//! Tolerance abstraction to allow scalar or vector tolerances

use std::ops::Index;

use serde::{Deserialize, Serialize};

use crate::Float;

/// Tolerance enum to allow scalar or vector tolerances
/// using [`Into`] trait for easy conversion from `Float`, `[Float; N]`, or `Vec<Float>`
/// users do not need to know or worry this simply allows both
/// `Float` and `[Float; N]` to be passed in as arguments.
#[derive(Clone, Debug, PartialEq, Serialize, Deserialize)]
pub enum Tolerance {
    Scalar(Float),
    Vector(Vec<Float>),
}

impl Tolerance {
    /// Length check against the state dimension (scalars always match).
    pub(crate) fn fits(&self, n: usize) -> bool {
        match self {
            Tolerance::Scalar(_) => true,
            Tolerance::Vector(vs) => vs.len() == n,
        }
    }

    /// Smallest and largest component.
    pub(crate) fn bounds(&self) -> (Float, Float) {
        match self {
            Tolerance::Scalar(v) => (*v, *v),
            Tolerance::Vector(vs) => vs.iter().fold((Float::INFINITY, Float::NEG_INFINITY), |(lo, hi), &v| {
                (lo.min(v), hi.max(v))
            }),
        }
    }
}

impl From<Float> for Tolerance {
    fn from(val: Float) -> Self {
        Tolerance::Scalar(val)
    }
}

impl From<&[Float]> for Tolerance {
    fn from(val: &[Float]) -> Self {
        Tolerance::Vector(val.to_vec())
    }
}

impl<const N: usize> From<[Float; N]> for Tolerance {
    fn from(val: [Float; N]) -> Self {
        Tolerance::Vector(val.to_vec())
    }
}

impl From<Vec<Float>> for Tolerance {
    fn from(val: Vec<Float>) -> Self {
        Tolerance::Vector(val)
    }
}

impl Index<usize> for Tolerance {
    type Output = Float;

    fn index(&self, index: usize) -> &Self::Output {
        match self {
            Tolerance::Scalar(v) => v,
            Tolerance::Vector(vs) => &vs[index],
        }
    }
}
fn main() {
    multiversx_sc_meta_lib::cli_main::<lock_relay::AbiProvider>();
}
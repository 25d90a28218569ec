#![no_std]

multiversx_sc::imports!();

pub mod config;
pub mod eligibility_proxy;
pub mod epoch_clock;
pub mod epoch_gate;
pub mod escrow_proxy;
pub mod position_registry;
pub mod reward_ledger;
pub mod types;
pub mod voter_proxy;

use epoch_clock::window_durations_valid;
use types::{GatePhase, Position};
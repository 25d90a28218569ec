use multiversx_sc::proxy_imports::*;

pub struct EligibilityProxy;

impl<Env, From, To, Gas> TxProxyTrait<Env, From, To, Gas> for EligibilityProxy
where
    Env: TxEnv,
    From: TxFrom<Env>,
    To: TxTo<Env>,
    Gas: TxGas<Env>,
{
    type TxProxyMethods = EligibilityProxyMethods<Env, From, To, Gas>;

    fn proxy_methods(self, tx: Tx<Env, From, To, (), Gas, (), ()>) -> Self::TxProxyMethods {
        EligibilityProxyMethods { wrapped_tx: tx }
    }
}

pub struct EligibilityProxyMethods<Env, From, To, Gas>
where
    Env: TxEnv,
    From: TxFrom<Env>,
    To: TxTo<Env>,
    Gas: TxGas<Env>,
{
    wrapped_tx: Tx<Env, From, To, (), Gas, (), ()>,
}

impl<Env, From, To, Gas> EligibilityProxyMethods<Env, From, To, Gas>
where
    Env: TxEnv,
    Env::Api: VMApi,
    From: TxFrom<Env>,
    To: TxTo<Env>,
    Gas: TxGas<Env>,
{
    pub fn is_eligible<Arg0: ProxyArg<u64>, Arg1: ProxyArg<ManagedAddress<Env::Api>>>(
        self,
        lock_id: Arg0,
        depositor: Arg1,
    ) -> TxTypedCall<Env, From, To, NotPayable, Gas, bool> {
        self.wrapped_tx
            .payment(NotPayable)
            .raw_call("isEligible")
            .argument(&lock_id)
            .argument(&depositor)
            .original_result()
    }
}
multiversx_sc::imports!();
multiversx_sc::derive_imports!();

// ============================================================
// Position: one deposited lock NFT
// ============================================================

#[type_abi]
#[derive(TopEncode, TopDecode, NestedEncode, NestedDecode, Clone, Debug)]
pub struct Position<M: ManagedTypeApi> {
    /// Nonce of the lock NFT in the escrow collection.
    pub lock_id: u64,
    pub owner: ManagedAddress<M>,
    pub voting_weight: BigUint<M>,
    /// Accumulator value at the last settlement.
    pub reward_baseline: BigUint<M>,
    /// First epoch whose income this position shares in.
    pub eligible_epoch: u64,
    /// Reward accrued at a previous weight, not yet paid out.
    pub pending_reward: BigUint<M>,
}

// ============================================================
// Gate phase: which side of the special window an endpoint needs
// ============================================================

#[derive(Clone, Copy, PartialEq, Debug)]
pub enum GatePhase {
    /// Batch operations: voting, harvesting, swap staging, snapshot.
    InsideWindow,
    /// Depositor exits and claims, rebase harvesting, owner maintenance.
    OutsideWindow,
}
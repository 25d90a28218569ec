use multiversx_sc::proxy_imports::*;

/// Voting-escrow registry that minted the lock NFTs: weight and vote-state oracle.
pub struct EscrowProxy;

impl<Env, From, To, Gas> TxProxyTrait<Env, From, To, Gas> for EscrowProxy
where
    Env: TxEnv,
    From: TxFrom<Env>,
    To: TxTo<Env>,
    Gas: TxGas<Env>,
{
    type TxProxyMethods = EscrowProxyMethods<Env, From, To, Gas>;

    fn proxy_methods(self, tx: Tx<Env, From, To, (), Gas, (), ()>) -> Self::TxProxyMethods {
        EscrowProxyMethods { wrapped_tx: tx }
    }
}

pub struct EscrowProxyMethods<Env, From, To, Gas>
where
    Env: TxEnv,
    From: TxFrom<Env>,
    To: TxTo<Env>,
    Gas: TxGas<Env>,
{
    wrapped_tx: Tx<Env, From, To, (), Gas, (), ()>,
}

impl<Env, From, To, Gas> EscrowProxyMethods<Env, From, To, Gas>
where
    Env: TxEnv,
    Env::Api: VMApi,
    From: TxFrom<Env>,
    To: TxTo<Env>,
    Gas: TxGas<Env>,
{
    pub fn get_voting_power<Arg0: ProxyArg<u64>>(
        self,
        lock_id: Arg0,
    ) -> TxTypedCall<Env, From, To, NotPayable, Gas, BigUint<Env::Api>> {
        self.wrapped_tx
            .payment(NotPayable)
            .raw_call("getVotingPower")
            .argument(&lock_id)
            .original_result()
    }

    pub fn is_voted<Arg0: ProxyArg<u64>>(
        self,
        lock_id: Arg0,
    ) -> TxTypedCall<Env, From, To, NotPayable, Gas, bool> {
        self.wrapped_tx
            .payment(NotPayable)
            .raw_call("isVoted")
            .argument(&lock_id)
            .original_result()
    }
}
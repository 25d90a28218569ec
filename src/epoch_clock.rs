// ============================================================
// Epoch Clock: pure time arithmetic, no storage
// ============================================================

/// One epoch of the external voting protocol, in seconds.
pub const WEEK: u64 = 604_800;

/// Shortest allowed tail of an epoch reserved for the special window: 90 minutes.
pub const MIN_PRE_WINDOW: u64 = 5_400;

/// Shortest allowed head of an epoch reserved for the special window: 30 minutes.
pub const MIN_POST_WINDOW: u64 = 1_800;

/// Epoch boundaries and special-window edges, derived from a fixed offset that
/// aligns epoch 0 with the voting protocol's own schedule.
#[derive(Clone, Copy, Debug, PartialEq, Eq)]
pub struct EpochClock {
    pub offset: u64,
    pub pre_window: u64,
    pub post_window: u64,
}

impl EpochClock {
    pub fn new(offset: u64, pre_window: u64, post_window: u64) -> Self {
        EpochClock {
            offset,
            pre_window,
            post_window,
        }
    }

    /// `None` before the genesis offset.
    pub fn epoch_of(&self, timestamp: u64) -> Option<u64> {
        if timestamp < self.offset {
            return None;
        }
        Some((timestamp - self.offset) / WEEK)
    }

    pub fn epoch_start(&self, epoch: u64) -> u64 {
        self.offset.saturating_add(epoch.saturating_mul(WEEK))
    }

    pub fn epoch_end(&self, epoch: u64) -> u64 {
        self.epoch_start(epoch.saturating_add(1)) - 1
    }

    /// Regular operations reopen here, `post_window` seconds into `epoch`.
    pub fn window_open_at(&self, epoch: u64) -> u64 {
        self.epoch_start(epoch).saturating_add(self.post_window)
    }

    /// Regular operations close here, `pre_window` seconds before `epoch` ends.
    pub fn window_close_at(&self, epoch: u64) -> u64 {
        self.epoch_end(epoch).saturating_sub(self.pre_window)
    }

    /// The window straddling the boundary between `epoch` and `epoch + 1`:
    /// open strictly after `window_close_at(epoch)`, up to and including
    /// `window_open_at(epoch + 1)`.
    pub fn in_window(&self, epoch: u64, now: u64) -> bool {
        self.window_close_at(epoch) < now && now <= self.window_open_at(epoch.saturating_add(1))
    }
}

pub fn window_durations_valid(pre_window: u64, post_window: u64) -> bool {
    pre_window >= MIN_PRE_WINDOW
        && post_window >= MIN_POST_WINDOW
        && pre_window.saturating_add(post_window) < WEEK
}
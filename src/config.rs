multiversx_sc::imports!();

// ============================================================
// Configuration & access control
// Owner, operator set, collaborator addresses, pause flag.
// ============================================================

#[multiversx_sc::module]
pub trait ConfigModule {
    fn require_owner(&self) {
        let caller = self.blockchain().get_caller();
        require!(
            caller == self.blockchain().get_owner_address(),
            "Only owner"
        );
    }

    fn require_operator(&self) {
        let caller = self.blockchain().get_caller();
        require!(self.operators().contains(&caller), "Only operator");
    }

    fn require_swap_stage(&self) {
        require!(!self.swap_stage().is_empty(), "Swap stage not set");
        let caller = self.blockchain().get_caller();
        require!(caller == self.swap_stage().get(), "Only swap stage");
    }

    fn require_not_paused(&self) {
        require!(!self.paused().get(), "Deposits paused");
    }

    #[view(getConfig)]
    fn get_config(
        &self,
    ) -> MultiValue5<TokenIdentifier, TokenIdentifier, ManagedAddress, ManagedAddress, bool> {
        (
            self.lock_token().get(),
            self.reward_token().get(),
            self.escrow_address().get(),
            self.voter_address().get(),
            self.paused().get(),
        )
            .into()
    }

    #[view(getOperators)]
    fn get_operators(&self) -> MultiValueEncoded<ManagedAddress> {
        let mut result = MultiValueEncoded::new();
        for operator in self.operators().iter() {
            result.push(operator);
        }
        result
    }

    // ========================================================
    // EVENTS
    // ========================================================

    #[event("pausedChanged")]
    fn paused_changed_event(&self, #[indexed] paused: bool);

    #[event("operatorChanged")]
    fn operator_changed_event(
        &self,
        #[indexed] operator: &ManagedAddress,
        #[indexed] allowed: bool,
    );

    #[event("swapStageChanged")]
    fn swap_stage_changed_event(&self, #[indexed] swap_stage: &ManagedAddress);

    #[event("eligibilityPolicyChanged")]
    fn eligibility_policy_changed_event(&self, #[indexed] installed: bool);

    // ========================================================
    // STORAGE
    // ========================================================

    /// NFT collection of the voting-escrow locks accepted on deposit.
    #[view(getLockToken)]
    #[storage_mapper("lockToken")]
    fn lock_token(&self) -> SingleValueMapper<TokenIdentifier>;

    /// Token depositors are paid in.
    #[view(getRewardToken)]
    #[storage_mapper("rewardToken")]
    fn reward_token(&self) -> SingleValueMapper<TokenIdentifier>;

    #[storage_mapper("escrowAddress")]
    fn escrow_address(&self) -> SingleValueMapper<ManagedAddress>;

    #[storage_mapper("voterAddress")]
    fn voter_address(&self) -> SingleValueMapper<ManagedAddress>;

    #[view(getSwapStage)]
    #[storage_mapper("swapStage")]
    fn swap_stage(&self) -> SingleValueMapper<ManagedAddress>;

    #[storage_mapper("eligibilityPolicy")]
    fn eligibility_policy(&self) -> SingleValueMapper<ManagedAddress>;

    #[storage_mapper("operators")]
    fn operators(&self) -> UnorderedSetMapper<ManagedAddress>;

    #[view(isPaused)]
    #[storage_mapper("paused")]
    fn paused(&self) -> SingleValueMapper<bool>;
}
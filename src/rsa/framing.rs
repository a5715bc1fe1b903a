// Line Framing
// Fixed-width frames carrying a line-number marker at both ends

/// Maximum characters of line content carried in one frame.
pub const MAX_CHARS_PER_LINE: usize = 96;

/// Total width of a framed line in characters.
pub const FRAME_WIDTH: usize = 102;

/// Width of each of the two half-blocks.
pub const HALF_WIDTH: usize = FRAME_WIDTH / 2;

/// Width of the line-number marker at each end of a frame.
pub const LINE_NUM_WIDTH: usize = 3;

/// Truncate a line to the maximum content width.
pub fn truncate(line: &str) -> &str {
    match line.char_indices().nth(MAX_CHARS_PER_LINE) {
        Some((idx, _)) => &line[..idx],
        None => line,
    }
}

/// Build a fixed-width frame: a zero-padded line number, the content,
/// space padding out to the frame width, and the same line number again as
/// a trailing marker.
///
/// The content must already be truncated to [`MAX_CHARS_PER_LINE`]. Line
/// numbers wrap modulo 1000 so the marker field keeps its fixed width.
pub fn frame(content: &str, line_num: usize) -> String {
    let marker = format!("{:03}", line_num % 1000);
    let pad = FRAME_WIDTH - 2 * LINE_NUM_WIDTH - content.chars().count();

    let mut framed = String::with_capacity(FRAME_WIDTH);
    framed.push_str(&marker);
    framed.push_str(content);
    framed.push_str(&" ".repeat(pad));
    framed.push_str(&marker);
    framed
}

/// Split a frame into its two half-blocks of [`HALF_WIDTH`] characters.
pub fn split_halves(framed: &str) -> (&str, &str) {
    let mid = framed
        .char_indices()
        .nth(HALF_WIDTH)
        .map(|(idx, _)| idx)
        .unwrap_or(framed.len());
    framed.split_at(mid)
}

/// Read the line number carried in a frame's leading marker.
pub fn line_number(framed: &str) -> Option<u32> {
    framed
        .get(..LINE_NUM_WIDTH)
        .and_then(|marker| marker.parse().ok())
}

/// Strip the line-number markers from both ends of a reassembled frame and
/// drop the trailing space padding.
pub fn unframe(framed: &str) -> String {
    let chars: Vec<char> = framed.chars().collect();
    if chars.len() <= 2 * LINE_NUM_WIDTH {
        return String::new();
    }

    let inner = &chars[LINE_NUM_WIDTH..chars.len() - LINE_NUM_WIDTH];
    let content_len = inner
        .iter()
        .rposition(|&c| c != ' ')
        .map_or(0, |pos| pos + 1);
    inner[..content_len].iter().collect()
}

#[cfg(test)]
mod tests {
    use super::*;

    #[test]
    fn test_truncate() {
        let line96: String = "x".repeat(96);
        let line97: String = "x".repeat(97);
        assert_eq!(truncate(&line96), line96);
        assert_eq!(truncate(&line97), line96);
        assert_eq!(truncate("short"), "short");
    }

    #[test]
    fn test_frame_layout() {
        let framed = frame("A", 1);
        assert_eq!(framed.len(), FRAME_WIDTH);
        assert_eq!(framed, format!("001A{}001", " ".repeat(95)));
    }

    #[test]
    fn test_frame_full_content() {
        let content = "y".repeat(MAX_CHARS_PER_LINE);
        let framed = frame(&content, 42);
        assert_eq!(framed.chars().count(), FRAME_WIDTH);
        assert!(framed.starts_with("042"));
        assert!(framed.ends_with("042"));
    }

    #[test]
    fn test_line_number_wraps() {
        assert!(frame("a", 1000).starts_with("000"));
        assert!(frame("a", 1234).starts_with("234"));
    }

    #[test]
    fn test_split_halves() {
        let framed = frame("hello", 7);
        let (first, second) = split_halves(&framed);
        assert_eq!(first.chars().count(), HALF_WIDTH);
        assert_eq!(second.chars().count(), HALF_WIDTH);
        assert_eq!(format!("{first}{second}"), framed);
    }

    #[test]
    fn test_line_number() {
        assert_eq!(line_number(&frame("abc", 37)), Some(37));
        assert_eq!(line_number("xyz..."), None);
    }

    #[test]
    fn test_unframe() {
        let framed = frame("payload text", 12);
        assert_eq!(unframe(&framed), "payload text");
    }

    #[test]
    fn test_unframe_keeps_inner_spaces() {
        let framed = frame("a  b", 3);
        assert_eq!(unframe(&framed), "a  b");
    }

    #[test]
    fn test_unframe_empty_content() {
        let framed = frame("", 5);
        assert_eq!(unframe(&framed), "");
    }
}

To do — Only the lines above, from the first through the one holding "pub mod voter_proxy;", are to be output, and they must be copied exactly.

Exercise result —
//! Tolerance abstraction to allow scalar or vector tolerances

use std::ops::Index;

use serde::{Deserialize, Serialize};

use crate::Float;

/// Tolerance enum to allow scalar or vector tolerances
/// using [`Into`] trait for easy conversion from `Float`, `[Float; N]`, or `Vec<Float>`
/// users do not need to know or worry this simply allows both
/// `Float` and `[Float; N]` to be passed in as arguments.
#[derive(Clone, Debug, PartialEq, Serialize, Deserialize)]
pub enum Tolerance {
    Scalar(Float),
    Vector(Vec<Float>),
}

impl Tolerance {
    /// Length check against the state dimension (scalars always match).
    pub(crate) fn fits(&self, n: usize) -> bool {
        match self {
            Tolerance::Scalar(_) => true,
            Tolerance::Vector(vs) => vs.len() == n,
        }
    }

    /// Smallest and largest component.
    pub(crate) fn bounds(&self) -> (Float, Float) {
        match self {
            Tolerance::Scalar(v) => (*v, *v),
            Tolerance::Vector(vs) => vs.iter().fold((Float::INFINITY, Float::NEG_INFINITY), |(lo, hi), &v| {
                (lo.min(v), hi.max(v))
            }),
        }
    }
}

impl From<Float> for Tolerance {
    fn from(val: Float) -> Self {
        Tolerance::Scalar(val)
    }
}

impl From<&[Float]> for Tolerance {
    fn from(val: &[Float]) -> Self {
        Tolerance::Vector(val.to_vec())
    }
}

impl<const N: usize> From<[Float; N]> for Tolerance {
    fn from(val: [Float; N]) -> Self {
        Tolerance::Vector(val.to_vec())
    }
}

impl From<Vec<Float>> for Tolerance {
    fn from(val: Vec<Float>) -> Self {
        Tolerance::Vector(val)
    }
}

impl Index<usize> for Tolerance {
    type Output = Float;

    fn index(&self, index: usize) -> &Self::Output {
        match self {
            Tolerance::Scalar(v) => v,
            Tolerance::Vector(vs) => &vs[index],
        }
    }
}
fn main() {
    multiversx_sc_meta_lib::cli_main::<lock_relay::AbiProvider>();
}
repository 25d90a28218569ec
#![no_std]

multiversx_sc::imports!();

pub mod config;
pub mod eligibility_proxy;
pub mod epoch_clock;
pub mod epoch_gate;
pub mod escrow_proxy;
pub mod position_registry;
pub mod reward_ledger;
pub mod types;
pub mod voter_proxy;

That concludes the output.